Journal of Geophysical Research | 2016
Junhua Liu; Jose M. Rodriguez; Anne M. Thompson; Jennifer A. Logan; Anne R. Douglass; Mark A. Olsen; Stephen D. Steenrod; Françoise Posny
Observations from long-term ozonesonde measurements show robust variations and trends in the evolution of ozone in the middle and upper troposphere over Réunion Island (21.1°S, 55.5°E) in June-August.
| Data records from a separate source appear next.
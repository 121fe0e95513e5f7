//! Live per-session analytics.
//!
//! Tracks the user-count timeline and per-user presence intervals as
//! membership notifications arrive, and derives engagement counts and the
//! insincere-member set on demand.

use chrono::{DateTime, Duration, Utc};
use std::collections::{BTreeMap, BTreeSet};
use telemetry_core::config::AnalyticsConfig;
use telemetry_core::error::{Result, TelemetryError};
use telemetry_core::types::{
    ChatThread, MembershipSnapshot, PresenceInterval, SessionAnalyticsSnapshot, SessionSummary,
    UserCountSample, UserId,
};
use telemetry_core::{Clock, SystemClock};
use tracing::{debug, warn};

/// Analytics state for one session.
///
/// Not meant for concurrent mutation; callers put it behind a single writer.
pub struct SessionAnalyticsTracker<C: Clock = SystemClock> {
    clock: C,
    /// Presence shorter than this marks a user as insincere.
    insincere_threshold: Duration,
    /// User count after each membership change, ascending by time.
    samples: Vec<UserCountSample>,
    /// First-seen / first-absent times. One interval per user; rejoining does
    /// not open a second one.
    presence: BTreeMap<UserId, PresenceInterval>,
    /// Messages per sender, rebuilt from the full chat history.
    chat_counts: BTreeMap<UserId, u64>,
}

impl<C: Clock> SessionAnalyticsTracker<C> {
    pub fn new(clock: C, insincere_threshold_mins: u32) -> Self {
        Self {
            clock,
            insincere_threshold: Duration::minutes(i64::from(insincere_threshold_mins)),
            samples: Vec::new(),
            presence: BTreeMap::new(),
            chat_counts: BTreeMap::new(),
        }
    }

    pub fn from_config(clock: C, config: &AnalyticsConfig) -> Self {
        Self::new(clock, config.insincere_threshold_mins)
    }

    /// Entry point for the membership source: record a sample, update
    /// presence intervals, and return the freshly derived insincere set.
    ///
    /// A notification stamped before the latest sample is discarded whole and
    /// reported as [`TelemetryError::ClockSkew`]; state is left untouched.
    pub fn on_membership_changed(
        &mut self,
        snapshot: &MembershipSnapshot,
    ) -> Result<BTreeSet<UserId>> {
        let now = self.clock.now();
        self.check_order(now)?;
        self.push_sample(snapshot, now);
        self.update_presence_at(snapshot, now);
        debug!(
            users = snapshot.len(),
            tracked = self.presence.len(),
            "membership changed"
        );
        Ok(self.derive_insincere_members())
    }

    /// Append `(now, |users|)` to the user-count timeline.
    pub fn record_membership_sample(&mut self, snapshot: &MembershipSnapshot) -> Result<()> {
        let now = self.clock.now();
        self.check_order(now)?;
        self.push_sample(snapshot, now);
        Ok(())
    }

    /// Stamp enter times for newly seen users and exit times for tracked users
    /// missing from `snapshot`.
    pub fn update_presence_intervals(&mut self, snapshot: &MembershipSnapshot) {
        let now = self.clock.now();
        self.update_presence_at(snapshot, now);
    }

    /// Users whose recorded presence is strictly shorter than the threshold.
    /// Users without an exit time never qualify.
    pub fn derive_insincere_members(&self) -> BTreeSet<UserId> {
        self.presence
            .iter()
            .filter_map(|(user, interval)| {
                interval
                    .duration()
                    .filter(|elapsed| *elapsed < self.insincere_threshold)
                    .map(|_| *user)
            })
            .collect()
    }

    /// Rebuild per-sender message counts from the complete chat history.
    ///
    /// Replaces the previous tally, so calling it again with the same history
    /// yields the same counts.
    pub fn tally_engagement(&mut self, chat_history: &[ChatThread]) -> &BTreeMap<UserId, u64> {
        let mut counts: BTreeMap<UserId, u64> = BTreeMap::new();
        for thread in chat_history {
            for message in &thread.messages {
                *counts.entry(message.sender).or_insert(0) += 1;
            }
        }
        self.chat_counts = counts;
        &self.chat_counts
    }

    /// Build an immutable analytics view of the session so far.
    pub fn export_snapshot(&mut self, chat_history: &[ChatThread]) -> SessionAnalyticsSnapshot {
        self.tally_engagement(chat_history);
        SessionAnalyticsSnapshot {
            chat_counts: self.chat_counts.clone(),
            user_count_samples: self.samples.clone(),
            insincere_members: self.derive_insincere_members(),
        }
    }

    /// Condense the session into a summary: distinct senders, total messages,
    /// and their product. An empty history gives all zeroes.
    pub fn finalize_session(&mut self, chat_history: &[ChatThread]) -> SessionSummary {
        let counts = self.tally_engagement(chat_history);
        let user_count = counts.len() as u64;
        let chat_count: u64 = counts.values().sum();
        SessionSummary::new(user_count, chat_count)
    }

    /// Current time on this session's clock.
    pub fn now(&self) -> DateTime<Utc> {
        self.clock.now()
    }

    pub fn samples(&self) -> &[UserCountSample] {
        &self.samples
    }

    pub fn engagement(&self) -> &BTreeMap<UserId, u64> {
        &self.chat_counts
    }

    pub fn presence_interval(&self, user: &UserId) -> Option<&PresenceInterval> {
        self.presence.get(user)
    }

    /// Presence so far: exit minus enter for users who left, now minus enter
    /// for users still present.
    pub fn presence_duration(&self, user: &UserId) -> Option<Duration> {
        self.presence.get(user).map(|interval| {
            interval
                .duration()
                .unwrap_or_else(|| self.clock.now() - interval.entered_at)
        })
    }

    /// Number of users ever seen in this session.
    pub fn tracked_users(&self) -> usize {
        self.presence.len()
    }

    fn check_order(&self, now: DateTime<Utc>) -> Result<()> {
        match self.samples.last() {
            Some(last) if now < last.at => {
                warn!(
                    observed = %now,
                    latest = %last.at,
                    "discarding out-of-order membership notification"
                );
                Err(TelemetryError::ClockSkew {
                    observed: now,
                    latest: last.at,
                })
            }
            _ => Ok(()),
        }
    }

    fn push_sample(&mut self, snapshot: &MembershipSnapshot, at: DateTime<Utc>) {
        self.samples.push(UserCountSample {
            at,
            count: snapshot.len(),
        });
    }

    fn update_presence_at(&mut self, snapshot: &MembershipSnapshot, at: DateTime<Utc>) {
        for user in &snapshot.users {
            self.presence
                .entry(*user)
                .or_insert_with(|| PresenceInterval::entered(at));
        }

        for (user, interval) in self.presence.iter_mut() {
            if snapshot.contains(user) || interval.exited_at.is_some() {
                continue;
            }
            if at < interval.entered_at {
                warn!(
                    user = %user,
                    entered_at = %interval.entered_at,
                    observed = %at,
                    "exit observed before enter; ignoring"
                );
                continue;
            }
            interval.exited_at = Some(at);
        }
    }
}

impl Default for SessionAnalyticsTracker<SystemClock> {
    fn default() -> Self {
        Self::from_config(SystemClock, &AnalyticsConfig::default())
    }
}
Here we examine possible causes of the observed ozone variation at Réunion Island using hindcast simulations by the stratosphere-troposphere Global Modeling Initiative chemical transport model (GMI-CTM) for 1992-2014, driven by assimilated Modern-Era Retrospective Analysis for Research and Applications (MERRA) meteorological fields. Réunion Island is at the edge of the subtropical jet, a region of strong stratospheric-tropospheric exchange (STE). Our analysis implies that the large interannual variation (IAV) of upper tropospheric ozone over Réunion is driven by the large IAV of the stratospheric influence. The IAV of the large-scale, quasi-horizontal wind patterns also contributes to the IAV of ozone in the upper troposphere. Comparison to a simulation with constant emissions indicates that increasing emissions do not lead to the maximum trend in the middle and upper troposphere over Réunion during austral winter implied by the sonde data. The effects of increasing emission over southern Africa are limited to the lower troposphere near the surface in August - September.